TASK REQUIREMENTS: The line containing "pub fn version()" marks the end, so write out exactly every line from the top of the entries below through that one.

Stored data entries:
= Beginning of Section =
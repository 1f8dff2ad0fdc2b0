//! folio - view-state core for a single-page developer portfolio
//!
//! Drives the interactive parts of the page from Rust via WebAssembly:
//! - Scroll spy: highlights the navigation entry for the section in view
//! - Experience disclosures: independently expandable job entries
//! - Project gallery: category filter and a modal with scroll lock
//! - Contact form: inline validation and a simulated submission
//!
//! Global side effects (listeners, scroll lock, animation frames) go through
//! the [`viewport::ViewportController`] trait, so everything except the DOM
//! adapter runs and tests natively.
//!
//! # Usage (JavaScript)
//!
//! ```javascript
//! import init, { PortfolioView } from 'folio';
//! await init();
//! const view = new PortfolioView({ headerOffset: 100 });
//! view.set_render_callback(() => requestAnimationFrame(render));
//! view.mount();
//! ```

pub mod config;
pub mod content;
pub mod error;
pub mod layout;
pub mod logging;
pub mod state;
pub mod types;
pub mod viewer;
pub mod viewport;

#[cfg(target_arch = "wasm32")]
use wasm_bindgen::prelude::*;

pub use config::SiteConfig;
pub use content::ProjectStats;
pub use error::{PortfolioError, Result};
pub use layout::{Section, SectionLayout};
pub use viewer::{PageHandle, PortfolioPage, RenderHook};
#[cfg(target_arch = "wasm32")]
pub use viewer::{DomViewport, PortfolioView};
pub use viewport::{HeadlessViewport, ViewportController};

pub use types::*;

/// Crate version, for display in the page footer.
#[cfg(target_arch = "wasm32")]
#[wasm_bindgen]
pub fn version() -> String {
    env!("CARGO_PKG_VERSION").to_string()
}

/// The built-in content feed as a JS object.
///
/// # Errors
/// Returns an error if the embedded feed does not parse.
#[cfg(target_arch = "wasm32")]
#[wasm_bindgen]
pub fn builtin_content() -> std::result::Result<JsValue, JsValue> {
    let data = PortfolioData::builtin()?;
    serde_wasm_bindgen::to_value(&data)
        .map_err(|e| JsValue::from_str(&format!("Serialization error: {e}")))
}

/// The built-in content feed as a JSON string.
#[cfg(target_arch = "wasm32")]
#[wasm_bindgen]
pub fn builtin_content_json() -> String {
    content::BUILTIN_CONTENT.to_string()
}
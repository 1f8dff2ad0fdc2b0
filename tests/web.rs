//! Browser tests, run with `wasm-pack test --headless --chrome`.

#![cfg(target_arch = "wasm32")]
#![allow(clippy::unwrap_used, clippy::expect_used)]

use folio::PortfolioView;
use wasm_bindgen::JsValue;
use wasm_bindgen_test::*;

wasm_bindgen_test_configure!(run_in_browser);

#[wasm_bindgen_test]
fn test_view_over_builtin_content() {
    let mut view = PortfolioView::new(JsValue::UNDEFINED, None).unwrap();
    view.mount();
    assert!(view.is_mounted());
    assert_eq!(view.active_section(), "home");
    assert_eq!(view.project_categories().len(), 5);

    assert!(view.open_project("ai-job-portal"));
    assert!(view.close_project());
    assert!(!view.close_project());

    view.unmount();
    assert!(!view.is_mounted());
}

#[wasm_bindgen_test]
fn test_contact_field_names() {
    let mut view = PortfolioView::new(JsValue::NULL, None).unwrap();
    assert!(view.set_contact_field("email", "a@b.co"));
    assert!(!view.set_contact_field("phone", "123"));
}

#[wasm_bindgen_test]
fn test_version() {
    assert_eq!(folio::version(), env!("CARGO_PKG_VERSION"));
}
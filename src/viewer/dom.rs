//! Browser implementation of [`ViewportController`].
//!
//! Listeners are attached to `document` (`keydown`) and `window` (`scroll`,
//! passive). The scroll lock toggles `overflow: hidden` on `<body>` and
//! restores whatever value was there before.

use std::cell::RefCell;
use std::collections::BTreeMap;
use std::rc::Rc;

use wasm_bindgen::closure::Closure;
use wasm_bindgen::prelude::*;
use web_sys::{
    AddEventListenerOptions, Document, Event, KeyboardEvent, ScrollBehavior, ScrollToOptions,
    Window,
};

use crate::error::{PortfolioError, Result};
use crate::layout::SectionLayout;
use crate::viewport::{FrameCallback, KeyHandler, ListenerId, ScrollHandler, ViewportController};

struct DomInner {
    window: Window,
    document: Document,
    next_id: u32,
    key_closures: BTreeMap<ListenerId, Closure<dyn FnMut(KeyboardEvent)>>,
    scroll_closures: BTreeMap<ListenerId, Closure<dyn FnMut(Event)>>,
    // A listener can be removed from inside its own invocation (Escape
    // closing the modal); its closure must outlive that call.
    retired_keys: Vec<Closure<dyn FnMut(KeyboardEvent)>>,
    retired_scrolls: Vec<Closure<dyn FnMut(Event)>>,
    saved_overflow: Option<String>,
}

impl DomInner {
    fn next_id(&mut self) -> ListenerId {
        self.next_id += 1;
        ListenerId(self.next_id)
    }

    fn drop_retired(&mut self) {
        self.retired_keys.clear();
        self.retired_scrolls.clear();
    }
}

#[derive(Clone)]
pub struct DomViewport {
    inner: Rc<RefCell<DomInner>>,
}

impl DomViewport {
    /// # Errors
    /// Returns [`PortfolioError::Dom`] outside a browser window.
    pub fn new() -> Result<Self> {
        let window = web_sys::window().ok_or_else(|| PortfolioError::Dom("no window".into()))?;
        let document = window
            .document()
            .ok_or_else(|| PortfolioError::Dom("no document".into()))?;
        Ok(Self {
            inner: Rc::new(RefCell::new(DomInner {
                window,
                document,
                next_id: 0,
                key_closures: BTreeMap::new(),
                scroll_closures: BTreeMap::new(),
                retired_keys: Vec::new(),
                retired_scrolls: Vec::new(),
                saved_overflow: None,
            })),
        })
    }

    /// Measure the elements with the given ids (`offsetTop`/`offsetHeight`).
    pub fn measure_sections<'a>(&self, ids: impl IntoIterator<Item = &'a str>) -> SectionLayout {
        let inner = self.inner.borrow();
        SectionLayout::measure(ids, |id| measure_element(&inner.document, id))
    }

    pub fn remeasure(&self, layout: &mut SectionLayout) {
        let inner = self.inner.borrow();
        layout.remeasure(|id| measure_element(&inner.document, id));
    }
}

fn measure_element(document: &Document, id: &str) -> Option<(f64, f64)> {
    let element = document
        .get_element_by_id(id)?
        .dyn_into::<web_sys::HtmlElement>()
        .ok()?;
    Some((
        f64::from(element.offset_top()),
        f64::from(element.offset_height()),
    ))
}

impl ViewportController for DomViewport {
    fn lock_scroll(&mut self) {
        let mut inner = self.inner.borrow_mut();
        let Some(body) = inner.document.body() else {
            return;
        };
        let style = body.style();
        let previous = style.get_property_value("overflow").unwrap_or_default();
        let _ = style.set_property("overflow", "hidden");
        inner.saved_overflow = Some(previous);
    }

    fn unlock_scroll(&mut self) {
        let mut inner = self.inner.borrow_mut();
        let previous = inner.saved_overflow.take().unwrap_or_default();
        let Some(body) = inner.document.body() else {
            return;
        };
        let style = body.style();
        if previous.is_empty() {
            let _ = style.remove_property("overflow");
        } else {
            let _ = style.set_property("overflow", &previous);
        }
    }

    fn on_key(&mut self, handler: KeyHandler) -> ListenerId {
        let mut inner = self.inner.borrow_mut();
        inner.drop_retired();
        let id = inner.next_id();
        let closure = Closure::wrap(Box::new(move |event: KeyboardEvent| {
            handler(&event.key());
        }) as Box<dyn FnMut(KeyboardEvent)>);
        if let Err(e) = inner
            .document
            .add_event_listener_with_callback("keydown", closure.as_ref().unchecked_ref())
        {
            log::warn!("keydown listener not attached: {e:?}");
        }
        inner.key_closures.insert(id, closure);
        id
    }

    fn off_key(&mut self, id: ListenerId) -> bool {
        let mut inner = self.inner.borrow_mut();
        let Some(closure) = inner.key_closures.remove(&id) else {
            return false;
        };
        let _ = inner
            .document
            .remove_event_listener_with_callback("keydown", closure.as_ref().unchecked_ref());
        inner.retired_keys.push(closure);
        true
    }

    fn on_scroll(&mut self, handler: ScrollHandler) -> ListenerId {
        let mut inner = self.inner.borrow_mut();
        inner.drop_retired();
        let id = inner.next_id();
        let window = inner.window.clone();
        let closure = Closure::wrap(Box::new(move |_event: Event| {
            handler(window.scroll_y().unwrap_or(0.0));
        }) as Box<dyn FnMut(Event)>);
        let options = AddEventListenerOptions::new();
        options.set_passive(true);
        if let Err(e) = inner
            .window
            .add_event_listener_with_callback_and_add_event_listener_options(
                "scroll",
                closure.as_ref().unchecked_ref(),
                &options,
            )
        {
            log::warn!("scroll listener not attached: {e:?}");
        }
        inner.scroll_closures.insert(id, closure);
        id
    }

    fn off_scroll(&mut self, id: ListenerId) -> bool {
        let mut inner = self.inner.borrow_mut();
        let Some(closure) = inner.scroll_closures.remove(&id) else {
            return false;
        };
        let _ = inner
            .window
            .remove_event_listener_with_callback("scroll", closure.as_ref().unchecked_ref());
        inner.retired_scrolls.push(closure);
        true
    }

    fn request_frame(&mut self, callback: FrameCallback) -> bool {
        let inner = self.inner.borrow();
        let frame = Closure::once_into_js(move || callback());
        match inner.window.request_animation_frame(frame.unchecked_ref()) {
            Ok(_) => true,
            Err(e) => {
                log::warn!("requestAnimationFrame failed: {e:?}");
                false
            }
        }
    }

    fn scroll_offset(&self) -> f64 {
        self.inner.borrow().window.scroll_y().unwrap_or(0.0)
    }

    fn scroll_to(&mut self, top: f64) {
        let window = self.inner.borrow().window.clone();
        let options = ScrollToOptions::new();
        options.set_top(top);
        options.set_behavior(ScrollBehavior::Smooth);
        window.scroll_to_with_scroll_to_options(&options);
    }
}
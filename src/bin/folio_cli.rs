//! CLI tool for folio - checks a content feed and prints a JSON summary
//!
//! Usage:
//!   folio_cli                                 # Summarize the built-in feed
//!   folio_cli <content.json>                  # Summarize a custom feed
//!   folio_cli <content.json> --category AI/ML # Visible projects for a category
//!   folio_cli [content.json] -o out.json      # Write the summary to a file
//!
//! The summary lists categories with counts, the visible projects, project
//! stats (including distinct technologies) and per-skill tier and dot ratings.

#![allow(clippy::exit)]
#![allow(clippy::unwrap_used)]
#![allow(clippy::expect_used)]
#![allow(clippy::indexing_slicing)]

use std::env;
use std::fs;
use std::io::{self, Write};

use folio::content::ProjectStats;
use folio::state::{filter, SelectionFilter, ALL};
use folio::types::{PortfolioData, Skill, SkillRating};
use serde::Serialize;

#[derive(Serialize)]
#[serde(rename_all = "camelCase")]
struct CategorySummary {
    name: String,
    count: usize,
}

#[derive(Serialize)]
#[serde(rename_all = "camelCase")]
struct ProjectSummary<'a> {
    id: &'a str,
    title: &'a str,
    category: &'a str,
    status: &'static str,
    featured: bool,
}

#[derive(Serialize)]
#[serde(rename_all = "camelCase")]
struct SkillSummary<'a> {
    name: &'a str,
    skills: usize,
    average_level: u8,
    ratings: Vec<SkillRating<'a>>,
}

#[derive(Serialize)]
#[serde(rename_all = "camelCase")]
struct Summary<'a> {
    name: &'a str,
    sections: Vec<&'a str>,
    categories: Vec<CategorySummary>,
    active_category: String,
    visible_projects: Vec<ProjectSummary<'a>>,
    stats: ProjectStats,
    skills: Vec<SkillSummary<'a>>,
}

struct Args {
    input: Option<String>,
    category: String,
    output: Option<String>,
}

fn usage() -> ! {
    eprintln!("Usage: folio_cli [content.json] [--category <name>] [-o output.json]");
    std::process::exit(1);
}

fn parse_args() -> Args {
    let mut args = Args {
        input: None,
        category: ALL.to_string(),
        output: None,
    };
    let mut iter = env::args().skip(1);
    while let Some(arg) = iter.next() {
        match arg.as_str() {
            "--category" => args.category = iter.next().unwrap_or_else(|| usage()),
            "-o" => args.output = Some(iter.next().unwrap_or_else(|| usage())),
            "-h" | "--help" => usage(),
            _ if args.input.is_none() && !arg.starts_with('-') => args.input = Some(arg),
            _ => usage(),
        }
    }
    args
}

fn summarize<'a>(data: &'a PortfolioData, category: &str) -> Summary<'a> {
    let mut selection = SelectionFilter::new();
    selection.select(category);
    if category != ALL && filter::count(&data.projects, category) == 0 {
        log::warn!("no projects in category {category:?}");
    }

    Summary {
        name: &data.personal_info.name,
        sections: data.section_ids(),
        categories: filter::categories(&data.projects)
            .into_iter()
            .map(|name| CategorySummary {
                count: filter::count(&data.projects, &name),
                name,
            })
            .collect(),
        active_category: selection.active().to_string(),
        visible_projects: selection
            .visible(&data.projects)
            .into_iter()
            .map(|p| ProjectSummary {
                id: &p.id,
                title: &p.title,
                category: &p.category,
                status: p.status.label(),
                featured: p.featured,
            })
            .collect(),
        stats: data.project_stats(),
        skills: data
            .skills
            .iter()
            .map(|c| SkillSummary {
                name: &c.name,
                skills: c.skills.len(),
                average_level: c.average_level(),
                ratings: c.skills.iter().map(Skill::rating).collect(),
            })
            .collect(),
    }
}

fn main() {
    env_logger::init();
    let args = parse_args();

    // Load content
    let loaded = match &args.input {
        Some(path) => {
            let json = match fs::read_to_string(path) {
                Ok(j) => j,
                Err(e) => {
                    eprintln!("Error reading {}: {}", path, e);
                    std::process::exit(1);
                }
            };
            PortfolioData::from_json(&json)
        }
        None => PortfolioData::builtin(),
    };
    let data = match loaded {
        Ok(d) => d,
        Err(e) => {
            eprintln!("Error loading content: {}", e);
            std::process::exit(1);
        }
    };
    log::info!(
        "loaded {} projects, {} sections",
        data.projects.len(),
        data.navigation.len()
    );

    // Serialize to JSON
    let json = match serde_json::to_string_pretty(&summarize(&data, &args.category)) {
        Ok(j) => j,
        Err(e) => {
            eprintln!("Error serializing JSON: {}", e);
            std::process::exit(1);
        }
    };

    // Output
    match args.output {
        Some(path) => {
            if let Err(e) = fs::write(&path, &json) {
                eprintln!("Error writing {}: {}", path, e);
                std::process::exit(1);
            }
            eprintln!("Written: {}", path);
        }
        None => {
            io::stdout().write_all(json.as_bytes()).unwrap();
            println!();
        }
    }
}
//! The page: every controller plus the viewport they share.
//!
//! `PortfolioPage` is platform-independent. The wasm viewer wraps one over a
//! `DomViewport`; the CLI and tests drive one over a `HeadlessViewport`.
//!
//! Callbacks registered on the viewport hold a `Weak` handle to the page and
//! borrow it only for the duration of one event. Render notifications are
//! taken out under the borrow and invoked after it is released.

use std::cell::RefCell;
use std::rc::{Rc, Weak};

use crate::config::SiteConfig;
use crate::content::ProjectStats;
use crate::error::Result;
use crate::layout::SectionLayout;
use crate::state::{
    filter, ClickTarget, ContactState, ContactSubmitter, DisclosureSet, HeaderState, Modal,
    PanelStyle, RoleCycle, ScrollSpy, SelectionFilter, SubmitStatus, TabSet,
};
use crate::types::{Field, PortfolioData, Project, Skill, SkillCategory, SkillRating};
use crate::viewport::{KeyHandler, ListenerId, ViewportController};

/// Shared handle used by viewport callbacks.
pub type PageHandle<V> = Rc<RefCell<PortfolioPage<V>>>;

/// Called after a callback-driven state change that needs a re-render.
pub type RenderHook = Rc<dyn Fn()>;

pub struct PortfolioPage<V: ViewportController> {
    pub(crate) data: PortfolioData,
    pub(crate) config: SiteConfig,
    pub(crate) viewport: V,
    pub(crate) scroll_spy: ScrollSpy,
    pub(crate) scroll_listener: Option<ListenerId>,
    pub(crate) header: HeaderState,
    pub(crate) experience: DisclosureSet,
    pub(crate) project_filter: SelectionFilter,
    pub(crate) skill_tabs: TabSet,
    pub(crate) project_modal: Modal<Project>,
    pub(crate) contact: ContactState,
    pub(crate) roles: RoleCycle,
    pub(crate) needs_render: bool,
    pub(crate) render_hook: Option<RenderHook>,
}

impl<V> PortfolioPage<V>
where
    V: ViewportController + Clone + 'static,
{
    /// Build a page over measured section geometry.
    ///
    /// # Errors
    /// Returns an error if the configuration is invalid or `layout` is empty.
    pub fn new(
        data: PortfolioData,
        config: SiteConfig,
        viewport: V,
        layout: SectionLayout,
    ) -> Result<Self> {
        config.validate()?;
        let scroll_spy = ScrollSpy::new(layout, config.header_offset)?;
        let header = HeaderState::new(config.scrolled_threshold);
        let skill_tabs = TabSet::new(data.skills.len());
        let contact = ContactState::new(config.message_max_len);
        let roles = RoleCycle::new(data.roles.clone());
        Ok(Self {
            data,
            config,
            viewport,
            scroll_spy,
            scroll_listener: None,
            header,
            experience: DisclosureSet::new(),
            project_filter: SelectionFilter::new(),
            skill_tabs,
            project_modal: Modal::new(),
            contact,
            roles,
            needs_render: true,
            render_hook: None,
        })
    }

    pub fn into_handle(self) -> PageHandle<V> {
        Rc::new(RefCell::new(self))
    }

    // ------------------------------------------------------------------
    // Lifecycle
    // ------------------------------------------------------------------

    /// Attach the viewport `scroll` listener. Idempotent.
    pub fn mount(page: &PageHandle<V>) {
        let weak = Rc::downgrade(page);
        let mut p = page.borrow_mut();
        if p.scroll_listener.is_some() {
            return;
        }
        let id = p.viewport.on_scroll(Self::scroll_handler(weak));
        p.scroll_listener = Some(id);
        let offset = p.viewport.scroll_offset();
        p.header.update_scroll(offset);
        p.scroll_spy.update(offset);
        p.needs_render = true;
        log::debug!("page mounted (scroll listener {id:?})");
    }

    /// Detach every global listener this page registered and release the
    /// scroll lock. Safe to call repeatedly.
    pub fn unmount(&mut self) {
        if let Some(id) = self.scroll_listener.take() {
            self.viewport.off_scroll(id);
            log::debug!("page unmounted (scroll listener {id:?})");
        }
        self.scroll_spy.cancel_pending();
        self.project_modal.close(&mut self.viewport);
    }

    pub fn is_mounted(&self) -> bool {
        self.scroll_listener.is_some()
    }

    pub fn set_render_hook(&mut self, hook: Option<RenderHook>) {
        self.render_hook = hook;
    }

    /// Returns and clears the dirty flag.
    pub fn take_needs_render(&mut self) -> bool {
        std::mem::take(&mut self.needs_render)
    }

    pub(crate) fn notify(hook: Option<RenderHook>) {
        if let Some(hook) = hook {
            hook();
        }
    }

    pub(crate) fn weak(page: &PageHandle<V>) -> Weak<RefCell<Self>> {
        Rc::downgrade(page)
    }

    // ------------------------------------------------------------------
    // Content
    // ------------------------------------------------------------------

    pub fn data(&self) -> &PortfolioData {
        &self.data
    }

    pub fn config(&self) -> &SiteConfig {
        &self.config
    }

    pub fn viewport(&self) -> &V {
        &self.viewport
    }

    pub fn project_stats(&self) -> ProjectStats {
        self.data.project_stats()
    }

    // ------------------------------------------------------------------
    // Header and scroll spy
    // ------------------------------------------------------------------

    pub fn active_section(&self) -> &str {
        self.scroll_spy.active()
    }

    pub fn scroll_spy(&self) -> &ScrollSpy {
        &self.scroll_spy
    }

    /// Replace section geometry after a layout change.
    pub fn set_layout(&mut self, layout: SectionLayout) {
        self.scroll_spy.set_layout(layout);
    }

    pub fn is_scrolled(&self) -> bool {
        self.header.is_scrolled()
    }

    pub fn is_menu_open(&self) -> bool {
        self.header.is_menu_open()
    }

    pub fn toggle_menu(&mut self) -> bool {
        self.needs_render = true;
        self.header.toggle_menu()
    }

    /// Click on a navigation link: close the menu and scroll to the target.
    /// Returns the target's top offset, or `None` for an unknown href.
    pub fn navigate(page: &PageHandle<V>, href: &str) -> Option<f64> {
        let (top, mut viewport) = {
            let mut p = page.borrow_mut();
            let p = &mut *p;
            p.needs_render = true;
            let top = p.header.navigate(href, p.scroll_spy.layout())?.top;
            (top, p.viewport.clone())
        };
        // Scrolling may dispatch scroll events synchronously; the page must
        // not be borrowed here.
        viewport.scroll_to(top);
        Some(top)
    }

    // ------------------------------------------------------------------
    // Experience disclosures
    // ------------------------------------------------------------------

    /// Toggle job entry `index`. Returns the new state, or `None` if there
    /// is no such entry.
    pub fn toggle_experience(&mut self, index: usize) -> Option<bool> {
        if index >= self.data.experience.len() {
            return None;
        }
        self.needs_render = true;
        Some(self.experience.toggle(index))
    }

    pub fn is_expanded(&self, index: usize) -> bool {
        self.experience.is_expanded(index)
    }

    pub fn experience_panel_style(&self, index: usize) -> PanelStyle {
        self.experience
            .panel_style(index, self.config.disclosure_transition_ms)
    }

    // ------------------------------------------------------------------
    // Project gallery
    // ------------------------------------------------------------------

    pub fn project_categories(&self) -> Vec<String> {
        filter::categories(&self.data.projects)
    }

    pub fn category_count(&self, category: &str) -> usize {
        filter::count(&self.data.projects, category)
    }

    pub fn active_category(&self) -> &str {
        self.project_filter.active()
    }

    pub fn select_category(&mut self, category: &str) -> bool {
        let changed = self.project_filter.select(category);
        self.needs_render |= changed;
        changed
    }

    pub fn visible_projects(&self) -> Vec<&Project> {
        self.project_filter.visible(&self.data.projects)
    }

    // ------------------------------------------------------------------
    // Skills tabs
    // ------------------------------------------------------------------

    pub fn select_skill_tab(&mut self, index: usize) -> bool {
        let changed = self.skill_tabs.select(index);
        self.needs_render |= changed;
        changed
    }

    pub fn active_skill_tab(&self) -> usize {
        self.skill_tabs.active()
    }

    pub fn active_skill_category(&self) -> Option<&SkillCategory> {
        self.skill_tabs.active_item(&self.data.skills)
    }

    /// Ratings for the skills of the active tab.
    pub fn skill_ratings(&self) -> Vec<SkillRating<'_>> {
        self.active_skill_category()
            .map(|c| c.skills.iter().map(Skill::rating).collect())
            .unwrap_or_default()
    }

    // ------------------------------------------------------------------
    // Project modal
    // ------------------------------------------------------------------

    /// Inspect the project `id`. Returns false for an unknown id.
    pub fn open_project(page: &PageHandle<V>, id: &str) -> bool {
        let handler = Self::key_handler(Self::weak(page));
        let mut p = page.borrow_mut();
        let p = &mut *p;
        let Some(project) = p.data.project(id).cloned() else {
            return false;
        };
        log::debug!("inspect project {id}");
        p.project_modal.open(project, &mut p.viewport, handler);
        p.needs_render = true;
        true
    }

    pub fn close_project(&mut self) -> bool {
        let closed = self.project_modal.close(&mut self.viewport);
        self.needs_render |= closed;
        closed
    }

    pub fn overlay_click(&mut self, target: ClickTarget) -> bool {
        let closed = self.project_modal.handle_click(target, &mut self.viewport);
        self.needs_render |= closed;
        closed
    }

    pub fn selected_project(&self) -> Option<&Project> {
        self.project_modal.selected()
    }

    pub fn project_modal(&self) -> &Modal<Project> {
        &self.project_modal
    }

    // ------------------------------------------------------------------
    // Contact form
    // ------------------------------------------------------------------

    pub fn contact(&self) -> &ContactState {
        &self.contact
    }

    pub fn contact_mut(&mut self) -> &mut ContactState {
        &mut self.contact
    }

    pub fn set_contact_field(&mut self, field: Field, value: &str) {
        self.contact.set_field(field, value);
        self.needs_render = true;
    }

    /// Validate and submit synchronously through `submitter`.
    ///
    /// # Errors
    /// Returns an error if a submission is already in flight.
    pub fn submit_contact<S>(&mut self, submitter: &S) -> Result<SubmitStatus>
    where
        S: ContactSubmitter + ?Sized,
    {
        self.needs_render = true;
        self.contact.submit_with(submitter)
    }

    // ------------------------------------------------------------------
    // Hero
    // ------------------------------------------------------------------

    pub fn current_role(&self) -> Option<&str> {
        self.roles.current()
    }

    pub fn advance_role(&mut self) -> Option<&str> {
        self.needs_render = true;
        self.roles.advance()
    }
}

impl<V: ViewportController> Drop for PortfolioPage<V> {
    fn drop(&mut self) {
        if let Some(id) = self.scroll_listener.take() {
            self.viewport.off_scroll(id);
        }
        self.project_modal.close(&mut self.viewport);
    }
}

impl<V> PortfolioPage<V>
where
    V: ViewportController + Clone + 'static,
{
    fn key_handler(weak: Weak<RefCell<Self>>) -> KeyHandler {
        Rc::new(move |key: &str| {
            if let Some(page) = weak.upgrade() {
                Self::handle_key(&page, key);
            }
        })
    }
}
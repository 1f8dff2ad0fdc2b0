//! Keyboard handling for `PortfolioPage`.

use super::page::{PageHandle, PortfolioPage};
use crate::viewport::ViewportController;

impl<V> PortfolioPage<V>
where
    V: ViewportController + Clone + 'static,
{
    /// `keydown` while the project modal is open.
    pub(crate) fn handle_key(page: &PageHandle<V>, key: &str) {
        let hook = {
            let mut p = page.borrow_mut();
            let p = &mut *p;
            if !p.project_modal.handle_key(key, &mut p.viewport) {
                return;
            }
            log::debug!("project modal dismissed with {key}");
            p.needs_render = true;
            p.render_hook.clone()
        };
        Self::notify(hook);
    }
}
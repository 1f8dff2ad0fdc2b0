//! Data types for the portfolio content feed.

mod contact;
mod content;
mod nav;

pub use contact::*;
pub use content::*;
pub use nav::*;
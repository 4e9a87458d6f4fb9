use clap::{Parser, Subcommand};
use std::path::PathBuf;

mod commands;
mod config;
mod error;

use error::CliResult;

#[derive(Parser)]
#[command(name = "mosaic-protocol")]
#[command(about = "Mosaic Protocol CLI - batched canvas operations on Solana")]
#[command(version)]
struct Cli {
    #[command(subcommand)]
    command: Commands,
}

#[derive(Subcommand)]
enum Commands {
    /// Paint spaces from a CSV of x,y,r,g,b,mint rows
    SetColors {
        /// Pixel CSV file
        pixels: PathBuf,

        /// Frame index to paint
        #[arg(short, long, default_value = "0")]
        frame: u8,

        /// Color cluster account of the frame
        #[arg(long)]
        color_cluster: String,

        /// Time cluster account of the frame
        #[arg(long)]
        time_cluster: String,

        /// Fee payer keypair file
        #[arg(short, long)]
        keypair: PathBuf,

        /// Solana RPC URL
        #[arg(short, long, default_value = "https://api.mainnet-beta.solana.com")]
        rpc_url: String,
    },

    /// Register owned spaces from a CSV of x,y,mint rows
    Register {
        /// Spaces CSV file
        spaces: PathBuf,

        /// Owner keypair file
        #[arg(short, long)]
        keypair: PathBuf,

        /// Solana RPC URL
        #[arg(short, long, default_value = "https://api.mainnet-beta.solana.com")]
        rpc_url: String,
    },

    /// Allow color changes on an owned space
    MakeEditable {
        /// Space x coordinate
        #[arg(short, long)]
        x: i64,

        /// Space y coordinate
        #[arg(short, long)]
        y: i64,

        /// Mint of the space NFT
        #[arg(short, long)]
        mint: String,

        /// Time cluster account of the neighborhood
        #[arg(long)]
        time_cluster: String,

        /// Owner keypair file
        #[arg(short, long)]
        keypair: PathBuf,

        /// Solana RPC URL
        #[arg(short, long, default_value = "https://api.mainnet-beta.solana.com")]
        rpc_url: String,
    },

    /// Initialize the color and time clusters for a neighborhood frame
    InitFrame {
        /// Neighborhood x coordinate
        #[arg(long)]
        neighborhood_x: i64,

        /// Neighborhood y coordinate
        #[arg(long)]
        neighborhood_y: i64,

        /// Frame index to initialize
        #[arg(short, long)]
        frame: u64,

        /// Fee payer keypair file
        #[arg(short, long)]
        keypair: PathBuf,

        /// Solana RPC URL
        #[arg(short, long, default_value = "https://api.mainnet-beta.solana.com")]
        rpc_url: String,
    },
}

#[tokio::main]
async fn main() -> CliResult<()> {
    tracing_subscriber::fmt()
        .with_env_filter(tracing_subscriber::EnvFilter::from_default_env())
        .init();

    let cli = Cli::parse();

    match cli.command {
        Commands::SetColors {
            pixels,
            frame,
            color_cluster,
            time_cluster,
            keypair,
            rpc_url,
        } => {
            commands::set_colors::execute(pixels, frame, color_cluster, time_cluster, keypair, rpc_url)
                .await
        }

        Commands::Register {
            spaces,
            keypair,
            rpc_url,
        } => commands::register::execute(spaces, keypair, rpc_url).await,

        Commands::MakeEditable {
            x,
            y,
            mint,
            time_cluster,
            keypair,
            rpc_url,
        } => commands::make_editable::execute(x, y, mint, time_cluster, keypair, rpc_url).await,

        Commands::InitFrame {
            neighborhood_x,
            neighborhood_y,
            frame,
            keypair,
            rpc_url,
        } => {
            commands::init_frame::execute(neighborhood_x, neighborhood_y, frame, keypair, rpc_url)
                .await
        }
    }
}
= End of Section =
ANSWER:
repository 1f8dff2ad0fdc2b0
//! folio - view-state core for a single-page developer portfolio
//!
//! Drives the interactive parts of the page from Rust via WebAssembly:
//! - Scroll spy: highlights the navigation entry for the section in view
//! - Experience disclosures: independently expandable job entries
//! - Project gallery: category filter and a modal with scroll lock
//! - Contact form: inline validation and a simulated submission
//!
//! Global side effects (listeners, scroll lock, animation frames) go through
//! the [`viewport::ViewportController`] trait, so everything except the DOM
//! adapter runs and tests natively.
//!
//! # Usage (JavaScript)
//!
//! ```javascript
//! import init, { PortfolioView } from 'folio';
//! await init();
//! const view = new PortfolioView({ headerOffset: 100 });
//! view.set_render_callback(() => requestAnimationFrame(render));
//! view.mount();
//! ```

pub mod config;
pub mod content;
pub mod error;
pub mod layout;
pub mod logging;
pub mod state;
pub mod types;
pub mod viewer;
pub mod viewport;

#[cfg(target_arch = "wasm32")]
use wasm_bindgen::prelude::*;

pub use config::SiteConfig;
pub use content::ProjectStats;
pub use error::{PortfolioError, Result};
pub use layout::{Section, SectionLayout};
pub use viewer::{PageHandle, PortfolioPage, RenderHook};
#[cfg(target_arch = "wasm32")]
pub use viewer::{DomViewport, PortfolioView};
pub use viewport::{HeadlessViewport, ViewportController};

pub use types::*;

/// Crate version, for display in the page footer.
#[cfg(target_arch = "wasm32")]
#[wasm_bindgen]
pub fn version() -> String {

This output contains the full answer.